Friday, Sep. 02, 1966
Feeling the Truth
CANNIBALS AND CHRISTIANS by Norman Mailer. 400 pages. Dial. $5.95.
Norman Mailer writes so obsessively, and says so many silly things, that the crowds he draws have learned to come with their pockets full of ripe eggs. He makes an irresistible target, like a Hyde Park orator who seems to ask for, if not necessarily to deserve, just what he gets. It is worth noting, however, that he always gets a crowd.
The literary firing line will probably pepper his latest book, which presents targets in gratifying profusion. Cannibals and Christians is mostly warmed-over Mailer: a scatter of pseudo poems (he calls them "short hairs"), essays, dialectic, sermonizing, book reviews, literary criticism and political reportage. The principal new material is some italicized mortar troweled in to support the notion that this pile of used bricks rose and took form from a blue print, which of course it did not.

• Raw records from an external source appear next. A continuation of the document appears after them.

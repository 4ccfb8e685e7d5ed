pub mod candidate;
pub mod experience;
pub mod params;
pub mod performance;
pub mod skills;
pub mod traits;
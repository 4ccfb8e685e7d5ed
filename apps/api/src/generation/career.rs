//! Identity and career-history synthesis.
//!
//! History depth scales with experience level. On the happy path previous
//! positions are ordered most recent first, strictly precede the current
//! role, and never overlap each other.

use chrono::{Datelike, Duration, NaiveDate};
use rand::seq::SliceRandom;
use rand::Rng;

use crate::models::candidate::PersonalInfo;
use crate::models::experience::{
    Certification, CurrentPosition, Education, PreviousPosition, ProfessionalExperience,
};
use crate::models::params::{CandidateGenerationParams, ExperienceLevel};
use crate::models::skills::TechnicalSkills;

const MAX_PREVIOUS_POSITIONS: u32 = 3;
const DAYS_PER_MONTH: i64 = 30;

static FIRST_NAMES: [&str; 16] = [
    "Alex", "Jordan", "Priya", "Mateo", "Aisha", "Chen", "Sofia", "Liam", "Noor", "Kenji",
    "Amara", "Lucas", "Elena", "Omar", "Hana", "Diego",
];

static LAST_NAMES: [&str; 16] = [
    "Nguyen", "Patel", "Garcia", "Kim", "Okafor", "Schmidt", "Rossi", "Haddad", "Silva",
    "Kowalski", "Tanaka", "Johnson", "Moreau", "Ivanova", "Mensah", "Larsen",
];

static COMPANIES: [&str; 12] = [
    "Northwind Labs", "Bluepeak Systems", "Cobalt Analytics", "Lumen Health", "Vectorline",
    "Harborview Financial", "Quantum Forge", "Greenfield Retail", "Atlas Logistics",
    "Brightwave Media", "Ironbark Security", "Solstice Cloud",
];

static INDUSTRIES: [&str; 8] = [
    "Technology", "Finance", "Healthcare", "E-commerce", "Logistics", "Media", "Security",
    "Education",
];

static LOCATIONS: [&str; 8] = [
    "San Francisco, CA", "New York, NY", "Austin, TX", "Seattle, WA", "Boston, MA",
    "Chicago, IL", "Denver, CO", "Remote",
];

static INSTITUTIONS: [&str; 8] = [
    "State University", "Institute of Technology", "Lakeside College", "Pacific University",
    "Northern Polytechnic", "Riverside University", "Metropolitan College", "Eastern Tech",
];

static FIELDS: [&str; 4] = [
    "Computer Science",
    "Software Engineering",
    "Information Systems",
    "Mathematics",
];

static CERTIFICATIONS: [(&str, &str); 6] = [
    ("AWS Certified Solutions Architect", "Amazon Web Services"),
    ("Certified Kubernetes Administrator", "CNCF"),
    ("Professional Scrum Master I", "Scrum.org"),
    ("Google Professional Cloud Developer", "Google Cloud"),
    ("Azure Developer Associate", "Microsoft"),
    ("CISSP", "ISC2"),
];

static ACHIEVEMENTS: [&str; 8] = [
    "Reduced service latency by 35% through caching and query tuning",
    "Led migration of a legacy monolith to containerized services",
    "Introduced automated testing that cut regressions by half",
    "Mentored new engineers through onboarding",
    "Shipped a customer-facing feature used by over 100k users",
    "Improved CI pipeline duration from 40 to 12 minutes",
    "Designed an internal API adopted by four teams",
    "Resolved a long-standing data consistency issue in billing",
];

/// Inclusive total-years window per level.
pub fn years_range(level: ExperienceLevel) -> (u32, u32) {
    match level {
        ExperienceLevel::Entry => (0, 2),
        ExperienceLevel::Junior => (2, 4),
        ExperienceLevel::Mid => (4, 8),
        ExperienceLevel::Senior => (8, 15),
        ExperienceLevel::Lead => (12, 20),
        ExperienceLevel::Principal => (15, 25),
    }
}

pub fn previous_position_count(total_years: u32) -> u32 {
    (total_years / 2).min(MAX_PREVIOUS_POSITIONS)
}

/// Title prefix on the seniority ladder, entry = 0.
fn title_for(rank: usize, role: &str) -> String {
    let prefix = match rank {
        0 => "Associate",
        1 => "Junior",
        2 => "",
        3 => "Senior",
        4 => "Lead",
        _ => "Principal",
    };
    if prefix.is_empty() {
        role.to_string()
    } else {
        format!("{prefix} {role}")
    }
}

fn pick<'a, R: Rng + ?Sized>(items: &'a [&'a str], rng: &mut R) -> &'a str {
    items.choose(rng).copied().unwrap_or_default()
}

fn achievements<R: Rng + ?Sized>(count: usize, rng: &mut R) -> Vec<String> {
    ACHIEVEMENTS
        .choose_multiple(rng, count)
        .map(|a| a.to_string())
        .collect()
}

pub fn generate_personal_info<R: Rng + ?Sized>(
    params: &CandidateGenerationParams,
    rng: &mut R,
) -> PersonalInfo {
    let first = pick(&FIRST_NAMES, rng);
    let last = pick(&LAST_NAMES, rng);
    let handle = format!("{}{}", first.to_lowercase(), last.to_lowercase());
    let suffix: u16 = rng.gen_range(10..1000);
    let location = params
        .location_preference
        .clone()
        .unwrap_or_else(|| pick(&LOCATIONS, rng).to_string());

    PersonalInfo {
        first_name: first.to_string(),
        last_name: last.to_string(),
        email: format!("{}.{}{}@example.com", first.to_lowercase(), last.to_lowercase(), suffix),
        phone: format!(
            "+1-555-{:03}-{:04}",
            rng.gen_range(100..1000),
            rng.gen_range(0..10000)
        ),
        location,
        linkedin_url: format!("https://linkedin.com/in/{handle}{suffix}"),
        github_url: rng
            .gen_bool(0.7)
            .then(|| format!("https://github.com/{handle}")),
        bio: None,
    }
}

/// Builds a career timeline ending at `today`.
///
/// The total span is split evenly across the current role and the previous
/// roles; consecutive roles are separated by a gap of 1–30 days.
pub fn generate_experience<R: Rng + ?Sized>(
    params: &CandidateGenerationParams,
    skills: &TechnicalSkills,
    today: NaiveDate,
    rng: &mut R,
) -> ProfessionalExperience {
    let level = params.experience_level;
    let (min_years, max_years) = years_range(level);
    let total_years = rng.gen_range(min_years..=max_years);
    let previous_count = previous_position_count(total_years);

    let total_months = (total_years as i64 * 12).max(3);
    let segment_months = (total_months / (previous_count as i64 + 1)).max(3);

    let industry = params
        .industry_background
        .clone()
        .unwrap_or_else(|| pick(&INDUSTRIES, rng).to_string());
    let location = params
        .location_preference
        .clone()
        .unwrap_or_else(|| pick(&LOCATIONS, rng).to_string());
    let role = params.target_role.trim();

    let current_start = today - Duration::days(segment_months * DAYS_PER_MONTH);
    let current_position = CurrentPosition {
        title: title_for(level.rank(), role),
        company: pick(&COMPANIES, rng).to_string(),
        industry: industry.clone(),
        location: location.clone(),
        start_date: current_start,
        end_date: None,
        is_current_role: true,
        description: format!("Works as {} on a cross-functional product team", role),
        achievements: achievements(rng.gen_range(1..=3), rng),
        team_size: (level >= ExperienceLevel::Mid).then(|| rng.gen_range(4..=15)),
        direct_reports: (level >= ExperienceLevel::Lead).then(|| rng.gen_range(2..=10)),
    };

    let stack: Vec<String> = skills
        .programming_languages
        .iter()
        .chain(&skills.frameworks)
        .map(|s| s.name.clone())
        .collect();

    let mut previous_positions = Vec::with_capacity(previous_count as usize);
    let mut next_start = current_start;
    for i in 0..previous_count as usize {
        let end_date = next_start - Duration::days(rng.gen_range(1..=30));
        let start_date = end_date - Duration::days(segment_months * DAYS_PER_MONTH);
        let rank = level.rank().saturating_sub(i + 1);
        previous_positions.push(PreviousPosition {
            title: title_for(rank, role),
            company: pick(&COMPANIES, rng).to_string(),
            industry: industry.clone(),
            location: location.clone(),
            start_date,
            end_date,
            description: format!("Delivered features and maintenance as {}", title_for(rank, role)),
            achievements: achievements(rng.gen_range(1..=2), rng),
            team_size: Some(rng.gen_range(3..=12)),
            technologies_used: stack
                .choose_multiple(rng, stack.len().min(3))
                .cloned()
                .collect(),
        });
        next_start = start_date;
    }

    ProfessionalExperience {
        total_years_experience: total_years,
        current_position,
        previous_positions,
        education: vec![generate_education(level, total_years, today, rng)],
        certifications: generate_certifications(level, today, rng),
    }
}

fn generate_education<R: Rng + ?Sized>(
    level: ExperienceLevel,
    total_years: u32,
    today: NaiveDate,
    rng: &mut R,
) -> Education {
    let degree = if level >= ExperienceLevel::Senior && rng.gen_bool(0.4) {
        "Master of Science"
    } else {
        "Bachelor of Science"
    };
    Education {
        institution: pick(&INSTITUTIONS, rng).to_string(),
        degree: degree.to_string(),
        field_of_study: pick(&FIELDS, rng).to_string(),
        graduation_year: today.year() - total_years as i32 - rng.gen_range(0..=1),
        gpa: rng
            .gen_bool(0.5)
            .then(|| (rng.gen_range(28..=40) as f32) / 10.0),
    }
}

fn generate_certifications<R: Rng + ?Sized>(
    level: ExperienceLevel,
    today: NaiveDate,
    rng: &mut R,
) -> Vec<Certification> {
    let count = rng.gen_range(0..=level.rank().min(3));
    CERTIFICATIONS
        .choose_multiple(rng, count)
        .map(|(name, issuer)| Certification {
            name: name.to_string(),
            issuer: issuer.to_string(),
            year_obtained: today.year() - rng.gen_range(0..=4),
        })
        .collect()
}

His short hairs are best ignored. His excursions into philosophy, all taken in Jean-Paul Sartre's second-class compartment, begin at the level of the college bull session and follow a descending route. "Coitus interruptus is evil," announces Mailer in the course of a Playboy magazine panel discussion on sex. Food has a soul, he writes; fresh food has more soul than canned food. Terminal cancer cases can be arrested by reading William Burroughs: "Bet money on that." The now-notorious Mailer sense of smell, which got such a bloodhound workout in his last novel, An American Dream, now concentrates on the bowel: man's nature, he says, can be divined in "the color, the shape, the odor and the movement" of his stool.
The reader must wade through yards and yards of such silly stuff to find anything really worth rereading: a devastatingly unchivalrous--and perceptive--examination of Mary McCarthy's The Group, an equally perceptive report on the 1964 Republican National Convention, a quick survey of contemporary fiction that should rank Mailer among the better critics today.
If he is also self-indulgent ("Some of the best prose in America is graffiti found on men's-room walls"), it is probably because, as he says, "I feel the truth of the thing first and discover the explanations later." Such candor is hard to ignore.